This review by longtime Charlotte arts critic Lawrence Toppman was published by The Charlotte Ledger on June 8, 2026. You can find out more about The Charlotte Ledger’s commitment to smart local news and information and sign up for our newsletter for free here. Ledger subscribers can add the Toppman on the Arts newsletter on their “My Account” page.

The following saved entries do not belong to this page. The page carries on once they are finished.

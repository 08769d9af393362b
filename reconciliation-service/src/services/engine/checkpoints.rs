//! Checkpoint lifecycle: upsert, cascade, delete, reads.

use chrono::NaiveDate;
use rust_decimal::Decimal;
use serde::Serialize;
use service_core::error::AppError;
use tracing::{info, instrument};
use uuid::Uuid;

use super::{
    account_not_found, adjustments_by_checkpoint, cascade_account, lock_account,
    track_checkpoint, ReconciliationEngine,
};
use crate::models::{
    BalanceCheckpoint, CheckpointFilter, CheckpointSummary, LedgerTransaction, NewCheckpoint,
    SortOrder,
};
use crate::services::cascade::CheckpointRecalculation;
use crate::services::store::LedgerTx;

pub const DEFAULT_PAGE_SIZE: i64 = 50;
pub const MAX_PAGE_SIZE: i64 = 100;

/// A declared balance, already validated.
#[derive(Debug, Clone)]
pub struct CheckpointRequest {
    pub account_id: Uuid,
    pub checkpoint_date: NaiveDate,
    pub declared_balance: Decimal,
    pub notes: Option<String>,
    pub import_batch_id: Option<Uuid>,
}

#[derive(Debug, Clone, Serialize)]
pub struct CheckpointOutcome {
    pub checkpoint: BalanceCheckpoint,
    /// False when an existing checkpoint on the same date was updated.
    pub created: bool,
    pub adjustment_transaction: Option<LedgerTransaction>,
    pub cascade: Vec<CheckpointRecalculation>,
}

#[derive(Debug, Clone, Serialize)]
pub struct RecalculationReport {
    pub account_id: Uuid,
    pub updated_count: usize,
    pub checkpoints: Vec<CheckpointRecalculation>,
}

#[derive(Debug, Clone, Serialize)]
pub struct DeletedCheckpoint {
    pub checkpoint_id: Uuid,
    pub account_id: Uuid,
    pub checkpoint_date: NaiveDate,
    pub removed_adjustment: Decimal,
    pub adjustment_transaction_deleted: bool,
    pub cascade: Vec<CheckpointRecalculation>,
}

#[derive(Debug, Clone)]
pub struct ListCheckpoints {
    pub include_reconciled: bool,
    pub order: SortOrder,
    pub page_size: i64,
    pub page_token: Option<NaiveDate>,
}

impl Default for ListCheckpoints {
    fn default() -> Self {
        Self {
            include_reconciled: true,
            order: SortOrder::Desc,
            page_size: DEFAULT_PAGE_SIZE,
            page_token: None,
        }
    }
}

#[derive(Debug, Clone, Serialize)]
pub struct CheckpointPage {
    pub checkpoints: Vec<BalanceCheckpoint>,
    pub next_page_token: Option<String>,
}

/// Insert the checkpoint or overwrite the declared half of the one already on
/// that date. Derived fields are left for the cascade. An existing checkpoint
/// keeps the batch it was created by, so rolling back a later import that
/// landed on its date leaves it in place.
pub(super) async fn upsert_checkpoint(
    tx: &mut dyn LedgerTx,
    tenant_id: Uuid,
    request: &CheckpointRequest,
) -> Result<(Uuid, bool), AppError> {
    let existing = tx
        .find_checkpoint_by_date(tenant_id, request.account_id, request.checkpoint_date)
        .await?;

    match existing {
        Some(checkpoint) => {
            let notes = request.notes.as_deref().or(checkpoint.notes.as_deref());
            tx.update_checkpoint_declaration(
                checkpoint.checkpoint_id,
                request.declared_balance,
                notes,
            )
            .await?;
            Ok((checkpoint.checkpoint_id, false))
        }
        None => {
            let created = tx
                .insert_checkpoint(&NewCheckpoint {
                    tenant_id,
                    account_id: request.account_id,
                    checkpoint_date: request.checkpoint_date,
                    declared_balance: request.declared_balance,
                    notes: request.notes.clone(),
                    import_batch_id: request.import_batch_id,
                })
                .await?;
            Ok((created.checkpoint_id, true))
        }
    }
}

/// Remove a checkpoint together with its adjustment row. Returns the removed
/// adjustment row, if there was one.
pub(super) async fn remove_checkpoint(
    tx: &mut dyn LedgerTx,
    checkpoint: &BalanceCheckpoint,
) -> Result<Option<LedgerTransaction>, AppError> {
    let mut adjustments =
        adjustments_by_checkpoint(tx, checkpoint.tenant_id, checkpoint.account_id).await?;
    let adjustment = adjustments.remove(&checkpoint.checkpoint_id);
    if let Some(row) = &adjustment {
        tx.delete_transaction(row.transaction_id).await?;
    }
    tx.delete_checkpoint(checkpoint.checkpoint_id).await?;
    Ok(adjustment)
}

impl ReconciliationEngine {
    #[instrument(skip(self, request), fields(tenant_id = %tenant_id, account_id = %request.account_id, checkpoint_date = %request.checkpoint_date))]
    pub async fn create_or_update_checkpoint(
        &self,
        tenant_id: Uuid,
        request: CheckpointRequest,
    ) -> Result<CheckpointOutcome, AppError> {
        let result = async {
            let mut tx = self.store.begin().await?;
            let account = lock_account(tx.as_mut(), tenant_id, request.account_id).await?;

            if let Some(batch_id) = request.import_batch_id {
                let batch = tx
                    .find_import_batch(tenant_id, batch_id)
                    .await?
                    .filter(|b| b.account_id == request.account_id)
                    .ok_or_else(|| {
                        AppError::NotFound(anyhow::anyhow!(
                            "Import batch {} not found for this account",
                            batch_id
                        ))
                    })?;
                if batch.is_rolled_back() {
                    return Err(AppError::Conflict(anyhow::anyhow!(
                        "Import batch {} is rolled back",
                        batch_id
                    )));
                }
            }

            let (checkpoint_id, created) =
                upsert_checkpoint(tx.as_mut(), tenant_id, &request).await?;
            let cascade = cascade_account(tx.as_mut(), &account).await?;

            let checkpoint = tx
                .find_checkpoint(tenant_id, checkpoint_id)
                .await?
                .ok_or_else(|| {
                    AppError::InternalError(anyhow::anyhow!(
                        "Checkpoint {} vanished during upsert",
                        checkpoint_id
                    ))
                })?;
            let adjustment_transaction =
                adjustments_by_checkpoint(tx.as_mut(), tenant_id, account.account_id)
                    .await?
                    .remove(&checkpoint_id);

            tx.commit().await?;

            info!(
                checkpoint_id = %checkpoint.checkpoint_id,
                created = created,
                adjustment_amount = %checkpoint.adjustment_amount,
                is_reconciled = checkpoint.is_reconciled,
                "Checkpoint saved"
            );

            Ok::<_, AppError>(CheckpointOutcome {
                checkpoint,
                created,
                adjustment_transaction,
                cascade,
            })
        }
        .await;

        track_checkpoint("upsert", result)
    }

    #[instrument(skip(self), fields(tenant_id = %tenant_id, account_id = %account_id))]
    pub async fn recalculate_all_checkpoints(
        &self,
        tenant_id: Uuid,
        account_id: Uuid,
    ) -> Result<RecalculationReport, AppError> {
        let result = async {
            let mut tx = self.store.begin().await?;
            let account = lock_account(tx.as_mut(), tenant_id, account_id).await?;
            let checkpoints = cascade_account(tx.as_mut(), &account).await?;
            tx.commit().await?;

            let updated_count = checkpoints
                .iter()
                .filter(|c| c.balances_changed() || c.adjustment_transaction_updated)
                .count();

            info!(
                checkpoints = checkpoints.len(),
                updated = updated_count,
                "Checkpoints recalculated"
            );

            Ok::<_, AppError>(RecalculationReport {
                account_id,
                updated_count,
                checkpoints,
            })
        }
        .await;

        track_checkpoint("recalculate", result)
    }

    #[instrument(skip(self), fields(tenant_id = %tenant_id, checkpoint_id = %checkpoint_id))]
    pub async fn delete_checkpoint(
        &self,
        tenant_id: Uuid,
        checkpoint_id: Uuid,
    ) -> Result<DeletedCheckpoint, AppError> {
        let result = async {
            let not_found =
                || AppError::NotFound(anyhow::anyhow!("Checkpoint {} not found", checkpoint_id));

            let mut tx = self.store.begin().await?;
            let account_id = tx
                .find_checkpoint(tenant_id, checkpoint_id)
                .await?
                .ok_or_else(not_found)?
                .account_id;
            let account = lock_account(tx.as_mut(), tenant_id, account_id).await?;

            // Re-read under the lock.
            let checkpoint = tx
                .find_checkpoint(tenant_id, checkpoint_id)
                .await?
                .ok_or_else(not_found)?;

            let removed = remove_checkpoint(tx.as_mut(), &checkpoint).await?;
            let cascade = cascade_account(tx.as_mut(), &account).await?;
            tx.commit().await?;

            info!(
                checkpoint_date = %checkpoint.checkpoint_date,
                removed_adjustment = %checkpoint.adjustment_amount,
                "Checkpoint deleted"
            );

            Ok::<_, AppError>(DeletedCheckpoint {
                checkpoint_id,
                account_id,
                checkpoint_date: checkpoint.checkpoint_date,
                removed_adjustment: checkpoint.adjustment_amount,
                adjustment_transaction_deleted: removed.is_some(),
                cascade,
            })
        }
        .await;

        track_checkpoint("delete", result)
    }

    pub async fn get_checkpoint(
        &self,
        tenant_id: Uuid,
        checkpoint_id: Uuid,
    ) -> Result<BalanceCheckpoint, AppError> {
        self.store
            .get_checkpoint(tenant_id, checkpoint_id)
            .await?
            .ok_or_else(|| AppError::NotFound(anyhow::anyhow!("Checkpoint {} not found", checkpoint_id)))
    }

    #[instrument(skip(self, query), fields(tenant_id = %tenant_id, account_id = %account_id))]
    pub async fn list_checkpoints(
        &self,
        tenant_id: Uuid,
        account_id: Uuid,
        query: ListCheckpoints,
    ) -> Result<CheckpointPage, AppError> {
        self.get_account(tenant_id, account_id).await?;

        let page_size = query.page_size.clamp(1, MAX_PAGE_SIZE);
        let filter = CheckpointFilter {
            include_reconciled: query.include_reconciled,
            order: query.order,
            limit: page_size + 1,
            after_date: query.page_token,
        };

        let mut checkpoints = self
            .store
            .list_checkpoints(tenant_id, account_id, &filter)
            .await?;

        let next_page_token = if checkpoints.len() as i64 > page_size {
            checkpoints.truncate(page_size as usize);
            checkpoints.last().map(|c| c.checkpoint_date.to_string())
        } else {
            None
        };

        Ok(CheckpointPage {
            checkpoints,
            next_page_token,
        })
    }

    #[instrument(skip(self), fields(tenant_id = %tenant_id, account_id = %account_id))]
    pub async fn checkpoint_summary(
        &self,
        tenant_id: Uuid,
        account_id: Uuid,
    ) -> Result<CheckpointSummary, AppError> {
        self.store
            .get_account(tenant_id, account_id)
            .await?
            .ok_or_else(|| account_not_found(account_id))?;

        let filter = CheckpointFilter {
            include_reconciled: true,
            order: SortOrder::Asc,
            limit: i64::MAX,
            after_date: None,
        };
        let checkpoints = self
            .store
            .list_checkpoints(tenant_id, account_id, &filter)
            .await?;

        CheckpointSummary::from_checkpoints(account_id, &checkpoints)
    }
}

Review: ‘David McGee: The Griot and the Nightingale’ blends autobiography, Black cultural history, humor and art-historical references at Bechtler

Self-portraits “Lush Life”(pictured left) and “Snake Baby” are two works featured in “David McGee: The Griot and the Nightingale” at The Bechtler Museum of Modern Art. (Photos courtesy of The Bechtler Museum)

by Lawrence Toppman

The Bechtler Museum of Modern Art has embedded QR codes into wall texts for “David McGee: The Griot and the Nightingale.” Click on them, and you’ll hear music that McGee or Black Notes Project chose to accompany the show. I stopped at “Lush Life,” one of the big oil paintings in McGee’s first major museum survey, and opened the first number on his playlist.

Coleman Hawkins’ 1939 “Body and Soul” flowed through my phone, and the exhibit came into perspective. Like Hawkins, McGee filters classic material through his own endless imagination. He states his theme, then riffs on it. He pays homage to masters who came before him, then flies off to his own universe.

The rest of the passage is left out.